The app store and code signing have been fairly bureaucratic to deal with from day one. It's actually improved compared to the initial years from turn around times measuring in a day or two vs a week or two. I remember doing such tricks such as resubmitting the same binary and it getting passed. It really is a dice roll.

Compile times comes from swift and promoting it too early because it was too immature. If you write your code in objective-c, your fast compile times will come back. Swift compile times have been improving as time goes on.

They also don't pay as well compared to google or facebook. But even then I think it's more a management thing, since they determine the priorities in software dev.

1 comments

>Swift compile times have been improving as time goes on.

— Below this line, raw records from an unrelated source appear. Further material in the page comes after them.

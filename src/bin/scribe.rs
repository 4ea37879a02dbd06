//! Command-line interface for scribe
//!
//! Replays serialized token scripts through the rendering pipeline.
//!
//! Usage:
//!   scribe render `<script>` [--indent `<unit>`] [--spacing `<rules.yaml>`]  - Render a script to text
//!   scribe spans `<script>` [--indent `<unit>`] [--spacing `<rules.yaml>`]   - Render and report node spans
//!   scribe list-rules [--spacing `<rules.yaml>`]                         - Print the active spacing table

use clap::{Arg, Command};
use std::fs;
use std::process;

use scribe::scribe::pipeline::{self, RenderConfig};
use scribe::scribe::replay::Script;
use scribe::scribe::spacing::SpacingRules;
use tracing::debug;

fn main() {
    tracing_subscriber::fmt::init();

    let matches = Command::new("scribe")
        .version(env!("CARGO_PKG_VERSION"))
        .about("A tool for rendering token scripts to source text")
        .subcommand_required(true)
        .arg_required_else_help(true)
        .subcommand(
            Command::new("render")
                .about("Render a script to text")
                .arg(
                    Arg::new("script")
                        .help("Path to the token script (JSON)")
                        .required(true)
                        .index(1),
                )
                .arg(indent_arg())
                .arg(spacing_arg()),
        )
        .subcommand(
            Command::new("spans")
                .about("Render a script and report per-node output spans")
                .arg(
                    Arg::new("script")
                        .help("Path to the token script (JSON)")
                        .required(true)
                        .index(1),
                )
                .arg(indent_arg())
                .arg(spacing_arg()),
        )
        .subcommand(
            Command::new("list-rules")
                .about("Print the active spacing rule table")
                .arg(spacing_arg()),
        )
        .get_matches();

    match matches.subcommand() {
        Some(("render", submatches)) => {
            let path = submatches.get_one::<String>("script").unwrap();
            let config = build_config(submatches);
            handle_render_command(path, config);
        }
        Some(("spans", submatches)) => {
            let path = submatches.get_one::<String>("script").unwrap();
            let config = build_config(submatches);
            handle_spans_command(path, config);
        }
        Some(("list-rules", submatches)) => {
            let config = build_config(submatches);
            handle_list_rules_command(&config);
        }
        _ => unreachable!(),
    }
}

fn indent_arg() -> Arg {
    Arg::new("indent")
        .long("indent")
        .help("Indentation unit written per depth level")
        .default_value("\t")
}

fn spacing_arg() -> Arg {
    Arg::new("spacing")
        .long("spacing")
        .help("Path to a YAML spacing rule table")
}

/// Assemble a RenderConfig from the common arguments; not every
/// subcommand defines both, so lookups must tolerate absent ids
fn build_config(matches: &clap::ArgMatches) -> RenderConfig {
    let mut config = RenderConfig::default();

    if let Ok(Some(indent)) = matches.try_get_one::<String>("indent") {
        config.indentation = indent.clone();
    }

    if let Ok(Some(path)) = matches.try_get_one::<String>("spacing") {
        let text = match fs::read_to_string(path) {
            Ok(text) => text,
            Err(err) => {
                eprintln!("Error reading spacing table {}: {}", path, err);
                process::exit(1);
            }
        };
        match SpacingRules::from_yaml(&text) {
            Ok(rules) => config.spacing = rules,
            Err(err) => {
                eprintln!("Error parsing spacing table {}: {}", path, err);
                process::exit(1);
            }
        }
    }

    config
}

fn load_script(path: &str) -> Script {
    match Script::load(path) {
        Ok(script) => {
            debug!(path, ops = script.len(), "script loaded");
            script
        }
        Err(err) => {
            eprintln!("Error loading script {}: {}", path, err);
            process::exit(1);
        }
    }
}

/// Handle the render command
fn handle_render_command(path: &str, config: RenderConfig) {
    let script = load_script(path);
    let mut writer = pipeline::plain(config);
    script.replay(&mut writer);
    print!("{}", writer.finish());
}

/// Handle the spans command
fn handle_spans_command(path: &str, config: RenderConfig) {
    let script = load_script(path);
    let (mut writer, spans) = pipeline::capturing(config);
    script.replay(&mut writer);
    print!("{}", writer.finish());

    println!("---");
    for (id, span) in spans.entries() {
        match span.text_span() {
            Some(text_span) => println!("{} {}", id, text_span),
            None => println!("{} unknown", id),
        }
    }
}

/// Handle the list-rules command
fn handle_list_rules_command(config: &RenderConfig) {
    match serde_yaml::to_string(config.spacing.rules()) {
        Ok(yaml) => print!("{}", yaml),
        Err(err) => {
            eprintln!("Error serializing rule table: {}", err);
            process::exit(1);
        }
    }
}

Swift compile times will never be close to ObjC or C compile times, no matter how much engineering goes into it. This is because of how the language is designed, it requires a typechecker which solves an NP hard constraint solving problem.

There is a whole bunch of low hanging fruit in the swift compiler as far as compile speed goes.

What swift compiler devs complain most about is about how operator overloading causes some sort of O(n^k) or worse check, because things like the '+' operator has dozens of implementers.

If your really worried about type inference slowing you down, you can write out all of your types like you didn't have type inference. You could even do it in an automated fashion like your source code was some sort of cache.

Unlike C compilers which have no NP-hard problems to solve /s
You can write a C compiler without solving NP hard problems. You can even have pretty good optimizations.